-------- Data records --------

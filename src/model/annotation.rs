//! NHX ("New Hampshire Extended") vertex annotations.
//!
//! Provides the [Annotations] map and the decoding of raw `[&&NHX:key=value:...]`
//! blocks captured by the Newick parser. Values are kept as strings; their
//! meaning (species, duplication flags, bootstrap values, ...) is left to the
//! consumer.

use std::collections::BTreeMap;

/// Opening tag of an NHX block, matched case-insensitively
pub(crate) const NHX_TAG: &str = "[&&NHX";

/// Key/value annotations of a single vertex, sorted by key.
pub type Annotations = BTreeMap<String, String>;

/// Decodes all NHX blocks in `raw` into `annotations` and returns the remaining label.
///
/// Each `[&&NHX...]` block (up to the first `]`, or the end of `raw`) is cut out
/// of the text. Its payload is split on `:`; each non-empty part is split on the
/// first `=` into key and value, both trimmed. A part without `=` is stored as a
/// key with an empty value. Later keys overwrite earlier ones. The remainder is
/// trimmed and stripped of enclosing quotes.
///
/// # Example
/// ```
/// use nhxtree::model::annotation::{Annotations, decode_nhx};
///
/// let mut annotations = Annotations::new();
/// let label = decode_nhx("'Homo sapiens'[&&NHX:S=human:D=N]", &mut annotations);
/// assert_eq!(label, "Homo sapiens");
/// assert_eq!(annotations["S"], "human");
/// assert_eq!(annotations["D"], "N");
/// ```
pub fn decode_nhx(raw: &str, annotations: &mut Annotations) -> String {
    let mut remainder = String::with_capacity(raw.len());
    let mut rest = raw;

    while let Some(start) = find_nhx_tag(rest) {
        remainder.push_str(&rest[..start]);
        let block = &rest[start + NHX_TAG.len()..];
        let (payload, after) = match block.find(']') {
            Some(end) => (&block[..end], &block[end + 1..]),
            None => (block, ""),
        };
        decode_payload(payload, annotations);
        rest = after;
    }
    remainder.push_str(rest);

    strip_quotes(remainder.trim())
}

/// Byte offset of the first NHX tag in `text`, ignoring ASCII case.
fn find_nhx_tag(text: &str) -> Option<usize> {
    let tag = NHX_TAG.as_bytes();
    text.as_bytes()
        .windows(tag.len())
        .position(|window| window.eq_ignore_ascii_case(tag))
}

fn decode_payload(payload: &str, annotations: &mut Annotations) {
    for part in payload.split(':') {
        let part = part.trim();
        if part.is_empty() {
            continue;
        }
        let (key, value) = part.split_once('=').unwrap_or((part, ""));
        annotations.insert(key.trim().to_string(), value.trim().to_string());
    }
}

/// Removes one pair of enclosing single or double quotes.
///
/// Doubled single quotes inside a single-quoted label are unescaped.
pub fn strip_quotes(label: &str) -> String {
    let bytes = label.as_bytes();
    if bytes.len() >= 2 {
        let (first, last) = (bytes[0], bytes[bytes.len() - 1]);
        if first == b'\'' && last == b'\'' {
            return label[1..label.len() - 1].replace("''", "'");
        }
        if first == b'"' && last == b'"' {
            return label[1..label.len() - 1].to_string();
        }
    }
    label.to_string()
}

#[cfg(test)]
mod tests {
    use super::*;

    #[test]
    fn test_decode_simple_block() {
        let mut annotations = Annotations::new();
        let label = decode_nhx("A[&&NHX:S=human]", &mut annotations);
        assert_eq!(label, "A");
        assert_eq!(annotations.len(), 1);
        assert_eq!(annotations["S"], "human");
    }

    #[test]
    fn test_decode_trims_keys_and_values() {
        let mut annotations = Annotations::new();
        let label = decode_nhx(" B [&&NHX: S = mouse : B=100 ]", &mut annotations);
        assert_eq!(label, "B");
        assert_eq!(annotations["S"], "mouse");
        assert_eq!(annotations["B"], "100");
    }

    #[test]
    fn test_value_keeps_later_equals_signs() {
        let mut annotations = Annotations::new();
        decode_nhx("[&&NHX:expr=a=b]", &mut annotations);
        assert_eq!(annotations["expr"], "a=b");
    }

    #[test]
    fn test_part_without_value() {
        let mut annotations = Annotations::new();
        decode_nhx("X[&&NHX:flag:S=x]", &mut annotations);
        assert_eq!(annotations["flag"], "");
        assert_eq!(annotations["S"], "x");
    }

    #[test]
    fn test_lowercase_tag_and_unterminated_block() {
        let mut annotations = Annotations::new();
        let label = decode_nhx("C[&&nhx:S=rat", &mut annotations);
        assert_eq!(label, "C");
        assert_eq!(annotations["S"], "rat");
    }

    #[test]
    fn test_multiple_blocks_later_wins() {
        let mut annotations = Annotations::new();
        let label = decode_nhx("D[&&NHX:S=a:T=1][&&NHX:S=b]", &mut annotations);
        assert_eq!(label, "D");
        assert_eq!(annotations["S"], "b");
        assert_eq!(annotations["T"], "1");
    }

    #[test]
    fn test_other_brackets_stay_in_label() {
        let mut annotations = Annotations::new();
        let label = decode_nhx("E[note]", &mut annotations);
        assert_eq!(label, "E[note]");
        assert!(annotations.is_empty());
    }

    #[test]
    fn test_strip_quotes() {
        assert_eq!(strip_quotes("'Wilson''s'"), "Wilson's");
        assert_eq!(strip_quotes("\"Kea\""), "Kea");
        assert_eq!(strip_quotes("'"), "'");
        assert_eq!(strip_quotes("Kaka"), "Kaka");
    }
}
//! Data model for rooted phylogenetic trees.
//!
//! # Tree representation
//! Trees are represented by [Tree], which uses the arena pattern to store
//! [Vertex] nodes referenced by [VertexIndex]. Each vertex stores its
//! children (any number, in parsed order) and its parent as plain indices,
//! so the parent link never owns anything.
//!
//! # Vertex data
//! - label (synthetic `leaf_<k>` for unlabelled leaves after parsing)
//! - [BranchLength], non-negative, zero if absent
//! - [Annotations] decoded from NHX blocks (see [annotation])

pub mod annotation;
pub mod tree;
pub mod vertex;

pub use annotation::Annotations;
pub use tree::{Tree, VertexIndex};
pub use vertex::{BranchLength, Vertex};
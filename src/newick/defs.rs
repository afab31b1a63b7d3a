//! Constants for the Newick parser.

/// Newick label delimiters: parentheses, comma, colon, semicolon
pub(crate) const NEWICK_LABEL_DELIMITERS: &[u8] = b"(),:;";

/// Branch length delimiters: structural characters, bracket block start, whitespace
pub(crate) const BRANCH_LENGTH_DELIMITERS: &[u8] = b"(),:;[ \t\n\r";

/// Default guess for number of leaves, when unknown
pub(crate) const DEFAULT_NUM_LEAVES_GUESS: usize = 10;
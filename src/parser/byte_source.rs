//! Byte source abstractions for parsing.
//!
//! This module provides the [ByteSource] trait and the in-memory
//! implementation [InMemoryByteSource] used for Newick text, which is always
//! handed to the parser already read.

// =#========================================================================#=
// BYTE SOURCE (Trait)
// =#========================================================================#=
/// Trait defining the interface for byte sources used by
/// [ByteParser](crate::parser::ByteParser).
///
/// Positions are byte offsets from the start of the input, which is what
/// errors report back to the caller.
pub trait ByteSource {
    /// Peek at the current byte without consuming it.
    ///
    /// # Returns
    /// * `Some(u8)` - The current byte if available
    /// * `None` - If at end of data (EOF)
    fn peek(&self) -> Option<u8>;

    /// Get the current byte and advance the position (consume it).
    ///
    /// # Returns
    /// * `Some(u8)` - The current byte if available
    /// * `None` - If at end of data (EOF)
    fn next_byte(&mut self) -> Option<u8>;

    /// Returns the current position in the byte stream.
    fn position(&self) -> usize;

    /// Sets the position in the byte stream.
    fn set_position(&mut self, pos: usize);

    /// Returns a slice of bytes from a start position to the current position,
    /// or `None` if `start` lies after the current position.
    fn slice_from(&self, start: usize) -> Option<&[u8]>;

    /// Returns a slice of up to `k` bytes from the current position without allocating.
    fn peek_slice(&self, k: usize) -> &[u8];

    /// Check if at end of data.
    fn is_eof(&self) -> bool;
}

// =#========================================================================#=
// IN MEMORY BYTE SOURCE
// =#========================================================================#=
/// An in-memory byte source that owns its data.
pub struct InMemoryByteSource {
    /// The owned byte data being parsed
    input: Vec<u8>,
    /// Current position in the byte vector
    pos: usize,
}

impl InMemoryByteSource {
    /// Creates a new in-memory byte source from a Vec of bytes.
    pub fn from_vec(bytes: Vec<u8>) -> Self {
        Self {
            input: bytes,
            pos: 0,
        }
    }
}

impl ByteSource for InMemoryByteSource {
    #[inline(always)]
    fn peek(&self) -> Option<u8> {
        self.input.get(self.pos).copied()
    }

    #[inline(always)]
    fn next_byte(&mut self) -> Option<u8> {
        let byte = self.peek()?;
        self.pos += 1;
        Some(byte)
    }

    #[inline]
    fn position(&self) -> usize {
        self.pos
    }

    #[inline]
    fn set_position(&mut self, pos: usize) {
        self.pos = pos.min(self.input.len());
    }

    fn slice_from(&self, start: usize) -> Option<&[u8]> {
        if start <= self.pos && self.pos <= self.input.len() {
            Some(&self.input[start..self.pos])
        } else {
            None
        }
    }

    #[inline(always)]
    fn peek_slice(&self, k: usize) -> &[u8] {
        let start = self.pos.min(self.input.len());
        let end = (self.pos + k).min(self.input.len());
        &self.input[start..end]
    }

    fn is_eof(&self) -> bool {
        self.pos >= self.input.len()
    }
}
use criterion::{BenchmarkId, Criterion, criterion_group, criterion_main};
use nhxtree::distance::{DuplicateLabelPolicy, distance_matrix_par, distance_matrix_with};
use nhxtree::layout::{LayoutOptions, layout};
use nhxtree::{parse_newick_str, parse_nhx_str, parse_phylip_str};
use std::hint::black_box;

const REGRESSION_SIZES: &[usize] = &[64, 512];
const REPORTING_SIZES: &[usize] = &[2048];

/// Balanced tree over leaves `lo..hi`, optionally with NHX blocks on every leaf.
fn balanced_newick(lo: usize, hi: usize, nhx: bool, out: &mut String) {
    if hi - lo == 1 {
        out.push_str(&format!("Taxon_{lo}:0.{:03}", lo % 997 + 1));
        if nhx {
            out.push_str(&format!("[&&NHX:S=species_{}:D=N]", lo % 17));
        }
        return;
    }
    let mid = lo + (hi - lo) / 2;
    out.push('(');
    balanced_newick(lo, mid, nhx, out);
    out.push(',');
    balanced_newick(mid, hi, nhx, out);
    out.push_str(&format!("):{}.5", (hi - lo) % 7));
}

fn generate(num_leaves: usize, nhx: bool) -> String {
    let mut newick = String::with_capacity(num_leaves * 40);
    balanced_newick(0, num_leaves, nhx, &mut newick);
    newick.push(';');
    newick
}

fn parsing(c: &mut Criterion, sizes: &[usize]) {
    let mut group = c.benchmark_group("parse");
    for &n in sizes {
        let plain = generate(n, false);
        let nhx = generate(n, true);
        group.bench_with_input(BenchmarkId::new("newick", n), &plain, |b, s| {
            b.iter(|| parse_newick_str(black_box(s)).unwrap());
        });
        group.bench_with_input(BenchmarkId::new("nhx", n), &nhx, |b, s| {
            b.iter(|| parse_nhx_str(black_box(s)).unwrap());
        });
    }
    group.finish();
}

fn distances(c: &mut Criterion, sizes: &[usize]) {
    let mut group = c.benchmark_group("distance_matrix");
    for &n in sizes {
        let tree = parse_newick_str(generate(n, false)).unwrap();
        group.bench_with_input(BenchmarkId::new("sequential", n), &tree, |b, t| {
            b.iter(|| distance_matrix_with(black_box(t), DuplicateLabelPolicy::LastWins).unwrap());
        });
        group.bench_with_input(BenchmarkId::new("parallel", n), &tree, |b, t| {
            b.iter(|| distance_matrix_par(black_box(t), DuplicateLabelPolicy::LastWins).unwrap());
        });
    }
    group.finish();
}

fn layout_and_phylip(c: &mut Criterion, sizes: &[usize]) {
    let options = LayoutOptions::default();
    for &n in sizes {
        let tree = parse_newick_str(generate(n, false)).unwrap();
        c.bench_function(&format!("layout/{n}"), |b| {
            b.iter(|| layout(black_box(&tree), &options).unwrap());
        });

        let text = distance_matrix_with(&tree, DuplicateLabelPolicy::LastWins).unwrap().to_phylip();
        c.bench_function(&format!("phylip/{n}"), |b| {
            b.iter(|| parse_phylip_str(black_box(&text)).unwrap());
        });
    }
}

fn regression_suite(c: &mut Criterion) {
    parsing(c, REGRESSION_SIZES);
    distances(c, REGRESSION_SIZES);
    layout_and_phylip(c, REGRESSION_SIZES);
}

fn reporting_suite(c: &mut Criterion) {
    parsing(c, REPORTING_SIZES);
    distances(c, REPORTING_SIZES);
}

criterion_group!(regression, regression_suite);
criterion_group! {
    name = reporting;
    config = Criterion::default().sample_size(10);
    targets = reporting_suite
}
criterion_main!(regression, reporting);
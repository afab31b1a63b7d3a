//! Tree module for phylogenetic tree representation.
//!
//! This module provides the core data structures for representing phylogenetic trees:
//! - [Tree]: The main tree structure using the arena pattern on [Vertex].
//! - [VertexIndex] is used to index vertices.

use crate::model::annotation::Annotations;
use crate::model::vertex::{BranchLength, Vertex};
use std::collections::HashSet;
use std::fmt;

/// Index of a vertex in a tree (arena).
pub type VertexIndex = usize;

/// *During construction only*, index for unset root.
const NO_ROOT_SET_INDEX: VertexIndex = usize::MAX;

/// Prefix of labels generated for unlabelled leaves
pub const SYNTHETIC_LABEL_PREFIX: &str = "leaf_";

// =#========================================================================#=
// TREE
// =#========================================================================#=
/// A rooted phylogenetic tree represented using the arena pattern on [Vertex].
///
/// Vertices are stored in a contiguous vector and referenced by [VertexIndex].
/// A vertex owns its children only in the sense that the tree reaches them
/// through it; the parent back-reference is a plain index, so there is never
/// a second owning edge.
///
/// # Structure
/// - All vertices (root, internal, and leaves) are stored in the arena
/// - Index of root is maintained
/// - Vertices may have any number of children (polytomies are allowed)
/// - Structural edits ([prune](crate::edit::prune)) detach vertices without
///   removing them from the arena, so everything that counts or traverses
///   starts at the root and only sees *reachable* vertices
///
/// # Construction
/// Add vertices bottom-up with [add_leaf](Tree::add_leaf) and
/// [add_internal](Tree::add_internal), then call [set_root](Tree::set_root).
/// Test validity with [Tree::is_valid].
///
/// # Example
/// ```
/// use nhxtree::model::{BranchLength, Tree};
///
/// // Create a tree: ((A:0.2,B:0.2):0.2,C:0.4);
/// let mut tree = Tree::new(3);
///
/// // Add leaves (bottom-up construction)
/// let a = tree.add_leaf("A", BranchLength::new(0.2));
/// let b = tree.add_leaf("B", BranchLength::new(0.2));
/// let c = tree.add_leaf("C", BranchLength::new(0.4));
///
/// // Add internal vertex with A and B as children
/// let ab = tree.add_internal(vec![a, b], "", BranchLength::new(0.2));
///
/// // Add root with internal vertex and C as children
/// let root = tree.add_internal(vec![ab, c], "", BranchLength::ZERO);
/// tree.set_root(root);
///
/// assert!(tree.is_valid());
/// assert_eq!(tree.num_leaves(), 3);
/// ```
#[derive(Debug, Clone)]
pub struct Tree {
    /// Vertices of this tree (arena pattern)
    vertices: Vec<Vertex>,

    /// Index of the root of this tree
    root_index: VertexIndex,
}
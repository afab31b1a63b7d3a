//! nhxtree is a library for phylogenetic trees given as Newick/NHX strings.
//!
//! Core functionality provided:
//! - Newick/NHX: Parse a single Newick string into a rooted [Tree], optionally
//!   decoding NHX annotation blocks (`[&&NHX:key=value:...]`).
//! - Tree model: Arena of vertices with any number of children, labels,
//!   branch lengths and annotations. See [crate::model] for more details.
//! - Layout: Radial or rectangular coordinates for every vertex, fitted to
//!   caller-supplied bounds. See [crate::layout].
//! - Editing: Prune a leaf or subtree, merging branch lengths of dissolved
//!   vertices. See [crate::edit].
//! - Distances: Leaf-to-leaf path lengths via lowest common ancestors,
//!   sequential or on the rayon thread pool. See [crate::distance].
//! - PHYLIP: Read square or lower-triangular distance matrices and write
//!   square ones. See [crate::matrix].
//! - Configurability:
//!   - Plain Newick or NHX mode
//!   - Lenient (malformed branch length becomes 0) or strict branch lengths
//!   - Policy for leaves sharing a label
//!
//! Limitations:
//! - Only a single tree per string
//! - No Newick writer
//!
//! # Usage patterns
//! 1. Quick functions with default settings: [parse_newick_str],
//!    [parse_nhx_str], [parse_phylip_str].
//! 2. Configure a [NewickParser](crate::newick::NewickParser) for full
//!    control over dialect and branch length handling.
//!
//! ## Example
//! ```
//! use nhxtree::{distance_matrix, parse_nhx_str, prune_leaf};
//!
//! let mut tree = parse_nhx_str("(A:0.1[&&NHX:S=human],(B:0.2,C:0.3):0.4);")?;
//! assert_eq!(tree.num_leaves(), 3);
//!
//! let a = tree.find_leaf("A").unwrap();
//! assert_eq!(tree[a].annotation("S"), Some("human"));
//!
//! prune_leaf(&mut tree, "B")?;
//! let matrix = distance_matrix(&tree)?;
//! assert!((matrix.distance("A", "C").unwrap() - 0.8).abs() < 1e-12);
//!
//! # Ok::<(), Box<dyn std::error::Error>>(())
//! ```
//!
//! ## Example Parser Configuration
//! ```
//! use nhxtree::newick::{LengthPolicy, NewickParser};
//!
//! let mut parser = NewickParser::new()
//!     .with_nhx()                              // Decode NHX blocks
//!     .with_length_policy(LengthPolicy::Strict) // Reject malformed lengths
//!     .with_num_leaves(4);                     // Capacity hint
//!
//! let tree = parser.parse("((A:1,B:2),(C:3,D:4));")?;
//! assert!(tree.is_valid());
//! # Ok::<(), nhxtree::parser::ParsingError>(())
//! ```

pub mod distance;
pub mod edit;
pub mod layout;
pub mod matrix;
pub mod model;
pub mod newick;
pub mod parser;

pub use distance::{DuplicateLabelPolicy, distance_matrix};
pub use edit::{prune, prune_leaf};
pub use layout::{LayoutOptions, layout};
pub use matrix::DistanceMatrix;
pub use model::Tree;

use crate::matrix::MatrixFormatError;
use crate::parser::ParsingError;

// ============================================================================
// Quick Newick API
// ============================================================================
/// Parse a Newick string using default settings, returning a [Tree].
///
/// See [`newick::parse_str`] for full documentation of this convenience function.
pub fn parse_newick_str<S: AsRef<str>>(newick: S) -> Result<Tree, ParsingError> {
    newick::parse_str(newick)
}

/// Parse a Newick string with NHX annotations, returning a [Tree].
///
/// See [`newick::parse_nhx_str`] for full documentation of this convenience function.
pub fn parse_nhx_str<S: AsRef<str>>(newick: S) -> Result<Tree, ParsingError> {
    newick::parse_nhx_str(newick)
}

// ============================================================================
// Quick PHYLIP API
// ============================================================================
/// Parse a square or lower-triangular PHYLIP distance matrix.
///
/// See [`matrix::parse_phylip`] for full documentation.
pub fn parse_phylip_str<S: AsRef<str>>(text: S) -> Result<DistanceMatrix, MatrixFormatError> {
    matrix::parse_phylip(text.as_ref())
}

--------

**Problem to solve**
Take from the entries every line that has the string "module".

**Solution**
//! This module provides the [ByteSource] trait and the in-memory
//! Tree module for phylogenetic tree representation.
//! This module provides the core data structures for representing phylogenetic trees:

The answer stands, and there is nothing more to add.